Data records: Begin

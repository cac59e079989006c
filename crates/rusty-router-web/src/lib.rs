//! rusty-router in the browser
//!
//! Binds the router to `window.history`, re-renders on `popstate` and on
//! every navigation, and drives pending lazy loads on the browser's
//! microtask queue.

pub mod history;
pub mod link;

use std::rc::{Rc, Weak};

use futures::future::LocalBoxFuture;
use rusty_router::{History, ModuleDirectory, Router, RouterConfig, RouterError, Subscription, View};
use tracing::debug;
use wasm_bindgen::prelude::*;
use wasm_bindgen_futures::spawn_local;

pub use history::{BrowserHistory, PopStateListener};
pub use link::{link_click, Anchor};

/// Set panic hook for better error messages in the browser
#[wasm_bindgen(start)]
pub fn init() {
    #[cfg(feature = "console_error_panic_hook")]
    console_error_panic_hook::set_once();
}

/// Receives every render result
pub type RenderSink<V> = Rc<dyn Fn(Result<V, RouterError>)>;

/// Spawns every pending load and runs `on_settled` after each one
pub fn spawn_pending(pending: Vec<LocalBoxFuture<'static, ()>>, on_settled: Rc<dyn Fn()>) {
    for load in pending {
        let on_settled = Rc::clone(&on_settled);
        spawn_local(async move {
            load.await;
            on_settled();
        });
    }
}

/// Renders once and schedules a re-render for every load still pending
fn render_into<V, H>(router: Weak<Router<V, H>>, sink: RenderSink<V>)
where
    V: View + 'static,
    H: History + 'static,
{
    let Some(live) = router.upgrade() else {
        return;
    };

    let pathname = live.pathname();
    let result = live.render();

    // A navigation during the render already delivered the newer view
    if live.pathname() != pathname {
        debug!(stale = %pathname, current = %live.pathname(), "dropping stale render");
        return;
    }

    match result {
        Ok(rendered) => {
            let pending = rendered.pending;
            sink(Ok(rendered.view));

            if !pending.is_empty() {
                debug!(pending = pending.len(), "waiting for lazy modules");
                spawn_pending(
                    pending,
                    Rc::new(move || render_into(router.clone(), Rc::clone(&sink))),
                );
            }
        }
        Err(err) => sink(Err(err)),
    }
}

/// Re-renders into `sink` after every path change
fn rerender_on_change<V, H>(router: &Rc<Router<V, H>>, sink: RenderSink<V>) -> Subscription
where
    V: View + 'static,
    H: History + 'static,
{
    let weak = Rc::downgrade(router);
    router.subscribe(move |_| render_into(weak.clone(), Rc::clone(&sink)))
}

/// A router mounted on the current window
///
/// Dropping it detaches the `popstate` listener and stops re-rendering.
pub struct BrowserRouter<V> {
    router: Rc<Router<V, BrowserHistory>>,
    _popstate: PopStateListener,
    _subscription: Subscription,
}

impl<V: View + 'static> BrowserRouter<V> {
    /// Mounts the router and performs the first render
    pub fn start(
        directory: ModuleDirectory<V>,
        config: RouterConfig,
        on_render: impl Fn(Result<V, RouterError>) + 'static,
    ) -> Result<Self, JsValue> {
        let history = BrowserHistory::new().map_err(to_js)?;
        let window = history.window().clone();
        let router = Rc::new(Router::new(directory, config, history).map_err(to_js)?);
        let sink: RenderSink<V> = Rc::new(on_render);

        let weak = Rc::downgrade(&router);
        let subscription = rerender_on_change(&router, Rc::clone(&sink));

        let popstate = {
            let weak = weak.clone();
            PopStateListener::new(&window, move || {
                if let Some(router) = weak.upgrade() {
                    router.sync_with_history();
                }
            })?
        };

        render_into(weak, sink);

        Ok(Self {
            router,
            _popstate: popstate,
            _subscription: subscription,
        })
    }

    pub fn router(&self) -> &Rc<Router<V, BrowserHistory>> {
        &self.router
    }
}

fn to_js(err: RouterError) -> JsValue {
    JsValue::from_str(&err.to_string())
}
//! Lazy component cache
//!
//! A [`LazyComponent`] wraps one loader: the first render starts the load,
//! later renders observe the same shared result. The [`LazyCache`] memoizes
//! one wrapper per loader *identity*, so a route that was loaded once is
//! never re-requested or re-suspended.

use std::cell::RefCell;
use std::collections::HashMap;
use std::fmt;
use std::rc::Rc;

use futures::future::{FutureExt, LocalBoxFuture, Shared};
use tracing::{debug, error};

use crate::error::LoadError;
use crate::module::{LoadFuture, Loader, LoaderId};

/// Observable state of a lazy component
#[derive(Debug, Clone, PartialEq)]
pub enum LazyStatus<T> {
    /// Load started but not settled; render the fallback
    Pending,
    Ready(T),
    Failed(LoadError),
}

enum LoadState<T> {
    Idle,
    Loading(Shared<LoadFuture<T>>),
    Ready(T),
    Failed(LoadError),
}

struct LazyInner<T> {
    loader: Loader<T>,
    state: RefCell<LoadState<T>>,
}

/// Deferred component: suspends until its loader resolves
pub struct LazyComponent<T> {
    inner: Rc<LazyInner<T>>,
}

impl<T: Clone + 'static> LazyComponent<T> {
    pub fn new(loader: Loader<T>) -> Self {
        Self {
            inner: Rc::new(LazyInner {
                loader,
                state: RefCell::new(LoadState::Idle),
            }),
        }
    }

    /// Current state; the first call starts the load
    ///
    /// Already-settled loads are picked up without yielding, so a loader
    /// that resolves immediately is `Ready` on the very first call.
    pub fn status(&self) -> LazyStatus<T> {
        let shared = match &*self.inner.state.borrow() {
            LoadState::Ready(module) => return LazyStatus::Ready(module.clone()),
            LoadState::Failed(err) => return LazyStatus::Failed(err.clone()),
            LoadState::Loading(shared) => Some(shared.clone()),
            LoadState::Idle => None,
        };

        // Start outside the borrow: the loader is user code
        let shared = shared.unwrap_or_else(|| self.start());

        match shared.now_or_never() {
            Some(result) => self.settle(result),
            None => LazyStatus::Pending,
        }
    }

    /// The resolved module, if available
    pub fn ready(&self) -> Option<T> {
        match self.status() {
            LazyStatus::Ready(module) => Some(module),
            _ => None,
        }
    }

    /// Future that completes once the load settles
    ///
    /// Hosts spawn it and re-render on completion. A load that settles after
    /// the user navigated away only updates this wrapper.
    pub fn wait(&self) -> LocalBoxFuture<'static, ()> {
        let shared = match &*self.inner.state.borrow() {
            LoadState::Ready(_) | LoadState::Failed(_) => return futures::future::ready(()).boxed_local(),
            LoadState::Loading(shared) => Some(shared.clone()),
            LoadState::Idle => None,
        };
        let shared = shared.unwrap_or_else(|| self.start());

        let this = self.clone();
        async move {
            let result = shared.await;
            this.settle(result);
        }
        .boxed_local()
    }

    fn start(&self) -> Shared<LoadFuture<T>> {
        let shared = self.inner.loader.load().shared();
        *self.inner.state.borrow_mut() = LoadState::Loading(shared.clone());
        shared
    }

    fn settle(&self, result: Result<T, LoadError>) -> LazyStatus<T> {
        let mut state = self.inner.state.borrow_mut();
        match result {
            Ok(module) => {
                *state = LoadState::Ready(module.clone());
                LazyStatus::Ready(module)
            }
            Err(err) => {
                if !matches!(*state, LoadState::Failed(_)) {
                    error!(loader = ?self.inner.loader.id(), error = %err, "module load failed");
                }
                *state = LoadState::Failed(err.clone());
                LazyStatus::Failed(err)
            }
        }
    }
}

impl<T> LazyComponent<T> {
    pub fn loader(&self) -> &Loader<T> {
        &self.inner.loader
    }

    /// Whether both handles are the same wrapper instance
    pub fn ptr_eq(&self, other: &Self) -> bool {
        Rc::ptr_eq(&self.inner, &other.inner)
    }
}

impl<T> Clone for LazyComponent<T> {
    fn clone(&self) -> Self {
        Self {
            inner: Rc::clone(&self.inner),
        }
    }
}

impl<T> fmt::Debug for LazyComponent<T> {
    fn fmt(&self, f: &mut fmt::Formatter<'_>) -> fmt::Result {
        let state = match &*self.inner.state.borrow() {
            LoadState::Idle => "idle",
            LoadState::Loading(_) => "loading",
            LoadState::Ready(_) => "ready",
            LoadState::Failed(_) => "failed",
        };
        f.debug_struct("LazyComponent")
            .field("loader", &self.inner.loader.id())
            .field("state", &state)
            .finish()
    }
}

/// Identity-keyed memo of lazy wrappers
///
/// Holds at most one entry per discovered module; [`LazyCache::retain`]
/// drops the wrappers of loaders that left the directory. Each entry keeps
/// its loader alive, so a loader's address cannot be reused by another
/// loader while the cache holds it.
pub struct LazyCache<T> {
    entries: RefCell<HashMap<LoaderId, LazyComponent<T>>>,
}

impl<T: Clone + 'static> LazyCache<T> {
    pub fn new() -> Self {
        Self {
            entries: RefCell::new(HashMap::new()),
        }
    }

    /// The wrapper for `loader`, created on first request
    pub fn get_lazy(&self, loader: &Loader<T>) -> LazyComponent<T> {
        self.entries
            .borrow_mut()
            .entry(loader.id())
            .or_insert_with(|| {
                debug!(loader = ?loader.id(), "creating lazy wrapper");
                LazyComponent::new(loader.clone())
            })
            .clone()
    }
}

impl<T> LazyCache<T> {
    pub fn len(&self) -> usize {
        self.entries.borrow().len()
    }

    pub fn is_empty(&self) -> bool {
        self.entries.borrow().is_empty()
    }

    /// Keeps only the wrappers whose loader satisfies `keep`
    pub fn retain(&self, mut keep: impl FnMut(LoaderId) -> bool) {
        self.entries.borrow_mut().retain(|id, _| keep(*id));
    }
}

impl<T: Clone + 'static> Default for LazyCache<T> {
    fn default() -> Self {
        Self::new()
    }
}

#[cfg(test)]
mod tests {
    use super::*;
    use futures::channel::oneshot;
    use futures::executor::block_on;
    use std::cell::Cell;

    #[test]
    fn test_same_loader_same_wrapper() {
        let cache = LazyCache::new();
        let loader = Loader::ready(7u32);

        let first = cache.get_lazy(&loader);
        let second = cache.get_lazy(&loader.clone());

        assert!(first.ptr_eq(&second));
        assert_eq!(cache.len(), 1);
    }

    #[test]
    fn test_distinct_loaders_distinct_wrappers() {
        let cache = LazyCache::new();
        let a = Loader::ready(7u32);
        let b = Loader::ready(7u32);

        assert!(!cache.get_lazy(&a).ptr_eq(&cache.get_lazy(&b)));
        assert_eq!(cache.len(), 2);
    }

    #[test]
    fn test_retain_drops_unlisted_loaders() {
        let cache = LazyCache::new();
        let kept = Loader::ready(1u32);
        let dropped = Loader::ready(2u32);
        let wrapper = cache.get_lazy(&kept);
        cache.get_lazy(&dropped);

        let keep_id = kept.id();
        cache.retain(|id| id == keep_id);

        assert_eq!(cache.len(), 1);
        assert!(cache.get_lazy(&kept).ptr_eq(&wrapper));
    }

    #[test]
    fn test_ready_loader_resolves_on_first_status() {
        let lazy = LazyComponent::new(Loader::ready("page"));
        assert_eq!(lazy.status(), LazyStatus::Ready("page"));
    }

    #[test]
    fn test_loader_invoked_once() {
        let calls = Rc::new(Cell::new(0));
        let counter = Rc::clone(&calls);
        let loader = Loader::new(move || {
            counter.set(counter.get() + 1);
            async { Ok::<_, LoadError>(1u8) }
        });

        let cache = LazyCache::new();
        for _ in 0..3 {
            assert_eq!(cache.get_lazy(&loader).status(), LazyStatus::Ready(1));
        }
        assert_eq!(calls.get(), 1);
    }

    #[test]
    fn test_pending_until_resolved() {
        let (tx, rx) = oneshot::channel::<u32>();
        let rx = RefCell::new(Some(rx));
        let loader = Loader::new(move || {
            let rx = rx.borrow_mut().take();
            async move {
                match rx {
                    Some(rx) => rx.await.map_err(|_| LoadError::new("cancelled")),
                    None => Err(LoadError::new("loaded twice")),
                }
            }
        });

        let lazy = LazyComponent::new(loader);
        assert_eq!(lazy.status(), LazyStatus::Pending);
        assert_eq!(lazy.status(), LazyStatus::Pending);

        let wait = lazy.wait();
        tx.send(99).unwrap();
        block_on(wait);

        assert_eq!(lazy.status(), LazyStatus::Ready(99));
        assert_eq!(lazy.ready(), Some(99));
    }

    #[test]
    fn test_failed_load_is_sticky() {
        let lazy: LazyComponent<u32> =
            LazyComponent::new(Loader::new(|| async { Err(LoadError::new("network down")) }));

        assert_eq!(
            lazy.status(),
            LazyStatus::Failed(LoadError::new("network down"))
        );
        assert!(matches!(lazy.status(), LazyStatus::Failed(_)));
        block_on(lazy.wait());
        assert_eq!(lazy.ready(), None);
    }
}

Data records: End

• **Aim of the task**:
Tally the lines of the listing above that contain the word "window" and state the result as a bare number.

• **Answer below**:
4